Para terminar, deseo dejar en claro, una vez más, que lo que he presentado aquí no es un argumento del ‘Dios de las brechas’. Lo que está en discusión es si la teoría de la evolución hace irrazonable creer que la vida humana, en esencia, se caracteriza por una teleología que encuentra su verdadera consumación en alguna versión de ‘comunión con Dios’. Esto es sugerido por materialistas evolutivos como Dawkins y Dennett. Mi argumento no es que estén equivocados porque la teoría de la evolución sea incorrecta o incompleta (como sostienen los teóricos del DI), sino que estén equivocados porque la teoría de la evolución no tiene las implicaciones que suponen. En particular, no excluye la posibilidad de una teleología ‘espiritual’. En efecto,
Mi afirmación es que no hay nada en la teoría de la evolución que requiera que creamos que la teleología de la vida se expresa plenamente en la búsqueda de la supervivencia terrestre. Lo que destaca la evolución es que la vida terrestre incluye esta búsqueda (algo que, por supuesto, ya sabíamos), pero no prueba ni implica que esté totalmente definida por ella.
Supongamos, entonces, como un experimento mental, que alguna forma de teísmo es correcta. ¿Qué esperaríamos ver? Esperaríamos ver el surgimiento de alguna criatura cuyos deseos son ciertamente favorables a la supervivencia terrestre (de lo contrario, la criatura no sobreviviría) pero no totalmente satisfecha con tal supervivencia: una criatura que se esfuerza por algo más allá de los bienes materiales, terrestres, de formas que producen ninguna ventaja selectiva obvia. Sostengo que esto es justo lo que vemos en la lucha humana por la belleza, la verdad, la justicia y lo espiritual en general. De esta manera, la religión sirve como evidencia de su propia validez.

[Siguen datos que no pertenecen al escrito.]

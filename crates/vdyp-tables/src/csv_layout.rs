//! Column layout and fixed values of the generated polygon and layer files

/// Polygon file name
pub const INPUT_POLY_CSV: &str = "VDYP7_INPUT_POLY.csv";
/// Layer file name
pub const INPUT_LAYER_CSV: &str = "VDYP7_INPUT_LAYER.csv";

/// Inventory standard for volume-derived input
pub const INVENTORY_CODE_FIP: &str = "F";
/// Inventory standard for basal-area-derived input
pub const INVENTORY_CODE_VRI: &str = "V";

/// Placeholder for unknown administrative codes
pub const UNKNOWN_CODE: &str = "UNK";
/// Map sheet written for manually entered stands
pub const DEFAULT_MAP_ID: &str = "093C090";
/// Yield factor applied to every manually entered polygon
pub const YIELD_FACTOR: &str = "1.000";
/// Layer level code of the single primary layer
pub const LAYER_LEVEL_CODE: &str = "1";
/// VDYP7 layer code of the primary layer
pub const VDYP7_LAYER_CODE: &str = "P";
/// Forest cover rank of the primary layer
pub const FOREST_COVER_RANK_CODE: &str = "1";

/// Crown closure (%) used when a computed volume stand leaves it blank
pub const CROWN_CLOSURE_DEFAULT: f64 = 50.0;

/// Polygon file columns, in order
pub const POLYGON_HEADERS: [&str; 43] = [
    "FEATURE_ID",
    "MAP_ID",
    "POLYGON_NUMBER",
    "ORG_UNIT",
    "TSA_NAME",
    "TFL_NAME",
    "INVENTORY_STANDARD_CODE",
    "TSA_NUMBER",
    "SHRUB_HEIGHT",
    "SHRUB_CROWN_CLOSURE",
    "SHRUB_COVER_PATTERN",
    "HERB_COVER_TYPE_CODE",
    "HERB_COVER_PCT",
    "HERB_COVER_PATTERN_CODE",
    "BRYOID_COVER_PCT",
    "BEC_ZONE_CODE",
    "CFS_ECOZONE",
    "PRE_DISTURBANCE_STOCKABILITY",
    "YIELD_FACTOR",
    "NON_PRODUCTIVE_DESCRIPTOR_CD",
    "BCLCS_LEVEL1_CODE",
    "BCLCS_LEVEL2_CODE",
    "BCLCS_LEVEL3_CODE",
    "BCLCS_LEVEL4_CODE",
    "BCLCS_LEVEL5_CODE",
    "PHOTO_ESTIMATION_BASE_YEAR",
    "REFERENCE_YEAR",
    "PCT_DEAD",
    "NON_VEG_COVER_TYPE_1",
    "NON_VEG_COVER_PCT_1",
    "NON_VEG_COVER_PATTERN_1",
    "NON_VEG_COVER_TYPE_2",
    "NON_VEG_COVER_PCT_2",
    "NON_VEG_COVER_PATTERN_2",
    "NON_VEG_COVER_TYPE_3",
    "NON_VEG_COVER_PCT_3",
    "NON_VEG_COVER_PATTERN_3",
    "LAND_COVER_CLASS_CD_1",
    "LAND_COVER_PCT_1",
    "LAND_COVER_CLASS_CD_2",
    "LAND_COVER_PCT_2",
    "LAND_COVER_CLASS_CD_3",
    "LAND_COVER_PCT_3",
];

/// Layer file columns, in order
pub const LAYER_HEADERS: [&str; 38] = [
    "FEATURE_ID",
    "TREE_COVER_LAYER_ESTIMATED_ID",
    "MAP_ID",
    "POLYGON_NUMBER",
    "LAYER_LEVEL_CODE",
    "VDYP7_LAYER_CD",
    "LAYER_STOCKABILITY",
    "FOREST_COVER_RANK_CODE",
    "NON_FOREST_DESCRIPTOR_CODE",
    "EST_SITE_INDEX_SPECIES_CD",
    "ESTIMATED_SITE_INDEX",
    "CROWN_CLOSURE",
    "BASAL_AREA_75",
    "STEMS_PER_HA_75",
    "SPECIES_CD_1",
    "SPECIES_PCT_1",
    "SPECIES_CD_2",
    "SPECIES_PCT_2",
    "SPECIES_CD_3",
    "SPECIES_PCT_3",
    "SPECIES_CD_4",
    "SPECIES_PCT_4",
    "SPECIES_CD_5",
    "SPECIES_PCT_5",
    "SPECIES_CD_6",
    "SPECIES_PCT_6",
    "EST_AGE_SPP1",
    "EST_HEIGHT_SPP1",
    "EST_AGE_SPP2",
    "EST_HEIGHT_SPP2",
    "ADJ_IND",
    "LOREY_HEIGHT_75",
    "BASAL_AREA_125",
    "WS_VOL_PER_HA_75",
    "WS_VOL_PER_HA_125",
    "CU_VOL_PER_HA_125",
    "D_VOL_PER_HA_125",
    "DW_VOL_PER_HA_125",
];

/// Index of a column in a header row
#[must_use]
pub fn column_index(headers: &[&str], column: &str) -> Option<usize> {
    headers.iter().position(|h| *h == column)
}

#[cfg(test)]
mod tests {
    use super::*;
    use std::collections::HashSet;

    #[test]
    fn headers_are_unique() {
        let polygon: HashSet<_> = POLYGON_HEADERS.iter().collect();
        let layer: HashSet<_> = LAYER_HEADERS.iter().collect();
        assert_eq!(polygon.len(), POLYGON_HEADERS.len());
        assert_eq!(layer.len(), LAYER_HEADERS.len());
    }

    #[test]
    fn key_columns_positions() {
        assert_eq!(column_index(&POLYGON_HEADERS, "BEC_ZONE_CODE"), Some(15));
        assert_eq!(column_index(&LAYER_HEADERS, "SPECIES_CD_1"), Some(14));
        assert_eq!(column_index(&LAYER_HEADERS, "NOPE"), None);
    }
}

El espíritu humano aspira a algo más que la mera continuidad material. La sugerencia por parte de los materialistas evolutivos de que no —que, de hecho, no puede—yace en el corazón de la hostilidad que muchas personas religiosas sienten hacia la teoría de la evolución. Pero cuando separamos la teoría de la evolución de la filosofía del materialismo metafísico, que a menudo se usa, o se usa mal, para avanzar, vemos que no hay necesidad de tal hostilidad. La verdad de la teoría evolutiva es consistente con una fe espiritual plenamente informada y racional.